REM Ohio provides an array of high-quality services for people with developmental disabilities and other complex conditions throughout the state, with a state headquarters located in Akron, Ohio and additional locations in Akron, Cambridge, Cleveland, Toledo, Columbus, Troy, and Cincinnati. The company currently employs 394 part time and 857 full time employees. The individuals and families supported by REM Ohio have a variety of needs, all of which are met within the communities where they live, work, and play. Because each person’s needs and preferences are different – and often change over time – REM Ohio offers a range of community-based residential and non-residential programs and supports.

REM Ohio is a member of The MENTOR Network, an organization dedicated to providing high-quality, community-based services to adults and children of all abilities. Founded in 1980, The MENTOR Network has evolved from a single residential program to a national network of local human services providers, offering an array of services to adults and children with developmental disabilities, acquired brain injuries or other catastrophic injuries and illnesses; youth with emotional, behavioral and medically complex challenges; and elders in need of home care.

About APSE

APSE is a growing national non-profit membership organization founded in 1988 as the Association for Persons in Supported Employment or APSE. APSE has chapters in 35 states and the District of Columbia. Members come from all 50 states and Puerto Rico, as well as several foreign countries. For more information on the Ohio APSE branch please visit:

About Opportunities Center

REM Ohio Opportunities Centers serve adults living with intellectual and developmental disabilities, offering placement in the Vocational or Social Curriculum.

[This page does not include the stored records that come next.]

//! Validation error types.
//!
//! A failed validation produces exactly one [`ValidationError`]: the first
//! violation found under the dispatch order. It carries the offending value,
//! the schema node's reference (when the loader attached one), and the path
//! from the root value to the failure.

use std::fmt;

use keel_core::value::json_type_name;
use keel_core::Schema;
use serde_json::Value;
use thiserror::Error;

// ---------------------------------------------------------------------------
// PathSegment
// ---------------------------------------------------------------------------

/// One step from a container to a child value.
#[derive(Debug, Clone, PartialEq, Eq)]
pub enum PathSegment {
    Key(String),
    Index(usize),
}

impl fmt::Display for PathSegment {
    fn fmt(&self, f: &mut fmt::Formatter<'_>) -> fmt::Result {
        match self {
            // JSON pointer escaping: `~` first, then `/`.
            Self::Key(key) => f.write_str(&key.replace('~', "~0").replace('/', "~1")),
            Self::Index(index) => write!(f, "{index}"),
        }
    }
}

// ---------------------------------------------------------------------------
// CompositionOperator
// ---------------------------------------------------------------------------

#[derive(Debug, Clone, Copy, PartialEq, Eq, Hash)]
pub enum CompositionOperator {
    AnyOf,
    AllOf,
    OneOf,
}

impl CompositionOperator {
    #[must_use]
    pub const fn as_str(self) -> &'static str {
        match self {
            Self::AnyOf => "anyOf",
            Self::AllOf => "allOf",
            Self::OneOf => "oneOf",
        }
    }
}

impl fmt::Display for CompositionOperator {
    fn fmt(&self, f: &mut fmt::Formatter<'_>) -> fmt::Result {
        f.write_str(self.as_str())
    }
}

// ---------------------------------------------------------------------------
// ValidationErrorKind
// ---------------------------------------------------------------------------

#[allow(clippy::trivially_copy_pass_by_ref)]
const fn lower_bound(exclusive: &bool) -> &'static str {
    if *exclusive { ">" } else { ">=" }
}

#[allow(clippy::trivially_copy_pass_by_ref)]
const fn upper_bound(exclusive: &bool) -> &'static str {
    if *exclusive { "<" } else { "<=" }
}

/// What went wrong.
#[derive(Debug, Clone, PartialEq, Error)]
pub enum ValidationErrorKind {
    /// The value's runtime shape is incompatible with the declared type.
    #[error("expected {expected}, got {actual}")]
    TypeMismatch {
        expected: String,
        actual: &'static str,
    },

    /// Right shape, but the value cannot be represented as the declared type.
    #[error("cannot use value as {expected}: {reason}")]
    UnsupportedValue { expected: String, reason: String },

    #[error("null is not allowed")]
    NotNullable,

    #[error("missing required properties: {}", .names.join(", "))]
    MissingRequiredProperty { names: Vec<String> },

    #[error("properties not permitted: {}", .names.join(", "))]
    UnpermittedAdditionalProperty { names: Vec<String> },

    #[error("{operator} failed: {detail}")]
    CompositionFailed {
        operator: CompositionOperator,
        detail: String,
    },

    #[error("invalid {format}: {reason}")]
    FormatParseFailure { format: String, reason: String },

    #[error("value is not one of the enumerated values")]
    NotEnumMember,

    #[error("value must be {} {minimum}", lower_bound(.exclusive))]
    LessThanMinimum { minimum: f64, exclusive: bool },

    #[error("value must be {} {maximum}", upper_bound(.exclusive))]
    MoreThanMaximum { maximum: f64, exclusive: bool },

    #[error("length {actual} is shorter than minLength {min_length}")]
    LessThanMinLength { min_length: usize, actual: usize },

    #[error("length {actual} is longer than maxLength {max_length}")]
    MoreThanMaxLength { max_length: usize, actual: usize },

    #[error("value does not match pattern {pattern}")]
    PatternMismatch { pattern: String },

    #[error("pattern {pattern} does not compile: {reason}")]
    InvalidPattern { pattern: String, reason: String },

    #[error("{actual} items is fewer than minItems {min_items}")]
    LessThanMinItems { min_items: usize, actual: usize },

    #[error("{actual} items is more than maxItems {max_items}")]
    MoreThanMaxItems { max_items: usize, actual: usize },

    #[error("items at {first} and {second} are equal")]
    NotUniqueItems { first: usize, second: usize },

    #[error("{actual} properties is fewer than minProperties {min_properties}")]
    LessThanMinProperties { min_properties: usize, actual: usize },

    #[error("{actual} properties is more than maxProperties {max_properties}")]
    MoreThanMaxProperties { max_properties: usize, actual: usize },
}

impl ValidationErrorKind {
    /// Stable snake_case identifier for this kind.
    #[must_use]
    pub const fn code(&self) -> &'static str {
        match self {
            Self::TypeMismatch { .. } => "type_mismatch",
            Self::UnsupportedValue { .. } => "unsupported_value",
            Self::NotNullable => "not_nullable",
            Self::MissingRequiredProperty { .. } => "missing_required_property",
            Self::UnpermittedAdditionalProperty { .. } => "unpermitted_additional_property",
            Self::CompositionFailed { .. } => "composition_failed",
            Self::FormatParseFailure { .. } => "format_parse_failure",
            Self::NotEnumMember => "not_enum_member",
            Self::LessThanMinimum { .. } => "less_than_minimum",
            Self::MoreThanMaximum { .. } => "more_than_maximum",
            Self::LessThanMinLength { .. } => "less_than_min_length",
            Self::MoreThanMaxLength { .. } => "more_than_max_length",
            Self::PatternMismatch { .. } => "pattern_mismatch",
            Self::InvalidPattern { .. } => "invalid_pattern",
            Self::LessThanMinItems { .. } => "less_than_min_items",
            Self::MoreThanMaxItems { .. } => "more_than_max_items",
            Self::NotUniqueItems { .. } => "not_unique_items",
            Self::LessThanMinProperties { .. } => "less_than_min_properties",
            Self::MoreThanMaxProperties { .. } => "more_than_max_properties",
        }
    }
}

// ---------------------------------------------------------------------------
// ValidationError
// ---------------------------------------------------------------------------

/// A conformance failure located within the validated value.
#[derive(Debug, Clone, PartialEq)]
pub struct ValidationError {
    kind: ValidationErrorKind,
    value: Value,
    schema_reference: Option<String>,
    path: Vec<PathSegment>,
}

impl ValidationError {
    /// Failure of `value` against `schema`, located at the current node.
    #[must_use]
    pub fn new(kind: ValidationErrorKind, value: Value, schema: &Schema) -> Self {
        Self {
            kind,
            value,
            schema_reference: schema.reference.clone(),
            path: Vec::new(),
        }
    }

    /// `value` does not have the shape `expected` names.
    #[must_use]
    pub fn type_mismatch(expected: impl fmt::Display, value: Value, schema: &Schema) -> Self {
        let kind = ValidationErrorKind::TypeMismatch {
            expected: expected.to_string(),
            actual: json_type_name(&value),
        };
        Self::new(kind, value, schema)
    }

    /// Prefix `segment` onto the path. Called while unwinding out of a
    /// container, so the outermost segment ends up first.
    #[must_use]
    pub fn within(mut self, segment: PathSegment) -> Self {
        self.path.insert(0, segment);
        self
    }

    /// Report against `original` when the failing check ran on a coerced
    /// form of it.
    #[must_use]
    pub(crate) fn with_original(mut self, original: Option<Value>) -> Self {
        if let Some(original) = original {
            self.value = original;
        }
        self
    }

    #[must_use]
    pub const fn kind(&self) -> &ValidationErrorKind {
        &self.kind
    }

    #[must_use]
    pub const fn code(&self) -> &'static str {
        self.kind.code()
    }

    /// The offending value, as it was before any coercion at this node.
    #[must_use]
    pub const fn value(&self) -> &Value {
        &self.value
    }

    #[must_use]
    pub fn schema_reference(&self) -> Option<&str> {
        self.schema_reference.as_deref()
    }

    #[must_use]
    pub fn path(&self) -> &[PathSegment] {
        &self.path
    }

    /// Path rendered as a JSON pointer fragment, e.g. `#/items/1/n`.
    #[must_use]
    pub fn pointer(&self) -> String {
        let mut pointer = String::from("#");
        for segment in &self.path {
            pointer.push('/');
            pointer.push_str(&segment.to_string());
        }
        pointer
    }
}

impl fmt::Display for ValidationError {
    fn fmt(&self, f: &mut fmt::Formatter<'_>) -> fmt::Result {
        write!(f, "{}: {}", self.pointer(), self.kind)?;
        if let Some(reference) = &self.schema_reference {
            write!(f, " (schema {reference})")?;
        }
        Ok(())
    }
}

impl std::error::Error for ValidationError {}

// ---------------------------------------------------------------------------
// Registry-level errors
// ---------------------------------------------------------------------------

/// Errors from [`crate::ValidatorRegistry::validate`].
#[derive(Debug, Error)]
pub enum ValidateError {
    /// No scope with this name has been registered.
    #[error("Validation scope not registered: {0}")]
    UnknownScope(String),

    /// The value did not conform.
    #[error(transparent)]
    Invalid(#[from] ValidationError),
}

/// Errors raised while assembling a validation scope.
#[derive(Debug, Error)]
pub enum RegistryError {
    /// A scope must provide a validator for every kind.
    #[error("Scope '{scope}' is missing validators for: {}", .missing.join(", "))]
    MissingValidators {
        scope: String,
        missing: Vec<&'static str>,
    },
}
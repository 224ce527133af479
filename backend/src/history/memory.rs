use async_trait::async_trait;
use shared::DetectionRecord;
use std::collections::HashMap;
use std::sync::Mutex;
use uuid::Uuid;

use super::{HISTORY_LIMIT, HistoryStore, HistoryStoreError};

/// In-process history for local development. Contents are lost on restart.
#[derive(Default)]
pub struct MemoryHistoryStore {
    records: Mutex<HashMap<String, DetectionRecord>>,
}

impl MemoryHistoryStore {
    pub fn new() -> Self {
        Self::default()
    }

    fn records(&self) -> std::sync::MutexGuard<'_, HashMap<String, DetectionRecord>> {
        self.records.lock().unwrap_or_else(|e| e.into_inner())
    }

    #[cfg(test)]
    pub fn len(&self) -> usize {
        self.records().len()
    }

    #[cfg(test)]
    pub fn is_empty(&self) -> bool {
        self.records().is_empty()
    }

    #[cfg(test)]
    pub fn get(&self, id: &str) -> Option<DetectionRecord> {
        self.records().get(id).cloned()
    }
}

#[async_trait]
impl HistoryStore for MemoryHistoryStore {
    async fn list(&self, user_id: &str) -> Result<Vec<DetectionRecord>, HistoryStoreError> {
        let mut records: Vec<DetectionRecord> = self
            .records()
            .values()
            .filter(|r| r.user_id == user_id)
            .cloned()
            .collect();
        records.sort_by(|a, b| b.created_at.cmp(&a.created_at));
        records.truncate(HISTORY_LIMIT);
        Ok(records)
    }

    async fn create(&self, record: &DetectionRecord) -> Result<String, HistoryStoreError> {
        let id = Uuid::new_v4().to_string();
        let stored = record.clone().with_id(id.clone());
        self.records().insert(id.clone(), stored);
        log::debug!("Stored history record {} in memory", id);
        Ok(id)
    }

    async fn delete(&self, id: &str) -> Result<(), HistoryStoreError> {
        self.records().remove(id);
        Ok(())
    }

    async fn overwrite(
        &self,
        id: &str,
        record: &DetectionRecord,
    ) -> Result<(), HistoryStoreError> {
        let stored = record.clone().with_id(id);
        self.records().insert(id.to_string(), stored);
        Ok(())
    }

    async fn delete_all_for_user(&self, user_id: &str) -> Result<usize, HistoryStoreError> {
        let mut records = self.records();
        let before = records.len();
        records.retain(|_, r| r.user_id != user_id);
        Ok(before - records.len())
    }
}
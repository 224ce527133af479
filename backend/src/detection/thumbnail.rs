use base64::Engine;
use base64::engine::general_purpose::STANDARD;
use image::codecs::jpeg::JpegEncoder;
use image::{DynamicImage, GenericImageView};

/// Longest side of a stored preview, in pixels.
pub const MAX_SIDE: u32 = 800;
pub const JPEG_QUALITY: u8 = 70;

/// Downscales `data` to fit [`MAX_SIDE`] and re-encodes it as a base64 JPEG.
/// Smaller images keep their size.
pub fn encode_thumbnail(data: &[u8]) -> Result<String, image::ImageError> {
    let img = image::load_from_memory(data)?;
    let (width, height) = img.dimensions();

    let img = if width > MAX_SIDE || height > MAX_SIDE {
        img.thumbnail(MAX_SIDE, MAX_SIDE)
    } else {
        img
    };

    let rgb = DynamicImage::ImageRgb8(img.to_rgb8());
    let mut output = Vec::new();
    rgb.write_with_encoder(JpegEncoder::new_with_quality(&mut output, JPEG_QUALITY))?;

    Ok(STANDARD.encode(output))
}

The Opportunities Vocational Center offers a variety of education and work experience in small focus groups. The objective and goals are aligned to assist enrolled participants in acquiring needed vocational skills in the pursuit of community employment. In addition work crews, commonly referred to as “The Crew”, provide a real opportunity and paycheck. These work crews complete a number of on-site and off-site jobs, which furthers their independence within the local community. Each week, participants invest time and effort to improve work-related skills via classroom instruction, demonstration opportunities, and other employment preparation focused activities.

The Opportunities Social Center offers a customized itinerary of both community and on-site education and recreation events. Each participant’s unique interests, social networking skills, health and wellness objectives; in addition to community involvement interest is collected. From this information, many special interest groups and clubs are formed. Topics often include interests such as: cooking classes, music therapy groups, wellness and health sessions, computer learning clubs, and many more.